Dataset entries
++++++++

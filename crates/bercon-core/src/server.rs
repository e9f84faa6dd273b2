//! Server side of the RCON protocol, without I/O.
//!
//! One [`ServerProtocol`] instance models the conversation with a single
//! client. It is primarily used to stand up in-process servers for testing
//! clients against, but implements the full wire contract.

use std::collections::{HashSet, VecDeque};

use subtle::ConstantTimeEq;

use crate::check::NonceCheck;
use crate::error::{RconError, Result};
use crate::events::ServerEvent;
use crate::packet::{ClientPacket, ServerPacket};

/// Chunk size used when splitting command responses, unless overridden.
pub const DEFAULT_RESPONSE_CHUNK_SIZE: usize = 512;

/// Authentication state of the server protocol
#[derive(Debug, Clone, Copy, PartialEq, Eq)]
pub enum ServerState {
    /// Waiting for the client to present a password
    Authenticating,
    /// The client has been authenticated
    LoggedIn,
}

impl ServerState {
    fn name(self) -> &'static str {
        match self {
            ServerState::Authenticating => "authenticating",
            ServerState::LoggedIn => "logged in",
        }
    }
}

/// Sans-I/O state machine for the server role
#[derive(Debug)]
pub struct ServerProtocol {
    state: ServerState,
    password: String,
    response_chunk_size: usize,
    next_sequence: u8,
    awaiting_ack: HashSet<u8>,
    command_check: NonceCheck,
    events: VecDeque<ServerEvent>,
    to_send: VecDeque<ServerPacket>,
}

impl ServerProtocol {
    pub fn new(password: &str) -> Self {
        ServerProtocol {
            state: ServerState::Authenticating,
            password: password.to_string(),
            response_chunk_size: DEFAULT_RESPONSE_CHUNK_SIZE,
            next_sequence: 0,
            awaiting_ack: HashSet::new(),
            command_check: NonceCheck::default(),
            events: VecDeque::new(),
            to_send: VecDeque::new(),
        }
    }

    /// Sets the chunk size used to split command responses.
    ///
    /// The wire protocol does not prescribe one; any size of at least
    /// one byte is valid.
    pub fn with_chunk_size(mut self, size: usize) -> Self {
        assert!(size >= 1, "response chunk size must be at least 1");
        self.response_chunk_size = size;
        self
    }

    /// Sets a custom duplicate-command window.
    pub fn with_command_check(mut self, command_check: NonceCheck) -> Self {
        self.command_check = command_check;
        self
    }

    pub fn state(&self) -> ServerState {
        self.state
    }

    /// Compares the presented password and queues the login reply.
    ///
    /// The comparison runs in constant time. A client is allowed to try
    /// again after a failure, and a logged-in client that authenticates
    /// anew is demoted until the attempt succeeds.
    pub fn try_authenticate(&mut self, password: &[u8]) -> bool {
        let success = password.ct_eq(self.password.as_bytes()).into();
        self.state = if success {
            ServerState::LoggedIn
        } else {
            ServerState::Authenticating
        };
        self.to_send.push_back(ServerPacket::Login { success });
        success
    }

    /// Queues the response to a client command, split into chunks.
    ///
    /// An empty response still produces a single empty packet so the
    /// client's retry loop has something to complete on.
    pub fn respond_to_command(&mut self, sequence: u8, response: &str) -> Result<()> {
        let bytes = response.as_bytes();
        let chunks: Vec<&[u8]> = if bytes.is_empty() {
            vec![&[]]
        } else {
            bytes.chunks(self.response_chunk_size).collect()
        };

        let total = u8::try_from(chunks.len()).map_err(|_| {
            RconError::Malformed(format!(
                "response would span {} packets, limit is 255",
                chunks.len()
            ))
        })?;
        for (index, part) in chunks.into_iter().enumerate() {
            self.to_send
                .push_back(ServerPacket::command(sequence, total, index as u8, part.to_vec())?);
        }
        Ok(())
    }

    /// Allocates a sequence number and queues a message for the client.
    ///
    /// The sequence is tracked until the client acknowledges it.
    pub fn send_message(&mut self, message: &str) -> Result<u8> {
        self.expect_state(ServerState::LoggedIn)?;
        let sequence = self.next_sequence;
        self.next_sequence = self.next_sequence.wrapping_add(1);
        self.awaiting_ack.insert(sequence);
        self.to_send.push_back(ServerPacket::Message {
            sequence,
            message: message.as_bytes().to_vec(),
        });
        Ok(sequence)
    }

    /// Parses a datagram from the client and drives the state machine.
    pub fn receive_datagram(&mut self, data: &[u8]) -> Result<ClientPacket> {
        let packet = ClientPacket::from_bytes(data)?;
        self.handle_packet(&packet)?;
        Ok(packet)
    }

    /// Drains all events parsed since the last call.
    pub fn events_received(&mut self) -> Vec<ServerEvent> {
        self.events.drain(..).collect()
    }

    /// Drains all packets waiting to be written to the transport.
    pub fn packets_to_send(&mut self) -> Vec<ServerPacket> {
        self.to_send.drain(..).collect()
    }

    /// Returns the protocol to its initial state.
    pub fn reset(&mut self) {
        self.state = ServerState::Authenticating;
        self.next_sequence = 0;
        self.awaiting_ack.clear();
        self.command_check.reset();
        self.events.clear();
        self.to_send.clear();
    }

    fn expect_state(&self, expected: ServerState) -> Result<()> {
        if self.state != expected {
            return Err(RconError::InvalidState {
                current: self.state.name(),
                expected: expected.name(),
            });
        }
        Ok(())
    }

    fn handle_packet(&mut self, packet: &ClientPacket) -> Result<()> {
        match packet {
            ClientPacket::Login { password } => {
                let success = self.try_authenticate(password);
                self.events.push_back(ServerEvent::Auth { success });
                Ok(())
            }
            ClientPacket::Command { sequence, command } => {
                self.expect_state(ServerState::LoggedIn)?;
                if self.command_check.check(*sequence) {
                    let command = String::from_utf8(command.clone()).map_err(|_| {
                        RconError::Malformed("client command is not valid UTF-8".into())
                    })?;
                    self.events.push_back(ServerEvent::Command {
                        sequence: *sequence,
                        command,
                    });
                }
                Ok(())
            }
            ClientPacket::Message { sequence } => {
                self.expect_state(ServerState::LoggedIn)?;
                if !self.awaiting_ack.remove(sequence) {
                    return Err(RconError::Malformed(format!(
                        "unexpected message acknowledgement (sequence {sequence})"
                    )));
                }
                self.events
                    .push_back(ServerEvent::MessageAck { sequence: *sequence });
                Ok(())
            }
        }
    }
}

++++++++

# [Work instruction]
In the entries above, the lines between the one holding "as u8, part.to_vec())?);" and the one holding "let sequence = self.next_sequence;", inclusive, are to be printed exactly as written, and those alone.

# [Exercise response]
                .push_back(ServerPacket::command(sequence, total, index as u8, part.to_vec())?);
        }
        Ok(())
    }

    /// Allocates a sequence number and queues a message for the client.
    ///
    /// The sequence is tracked until the client acknowledges it.
    pub fn send_message(&mut self, message: &str) -> Result<u8> {
        self.expect_state(ServerState::LoggedIn)?;
        let sequence = self.next_sequence;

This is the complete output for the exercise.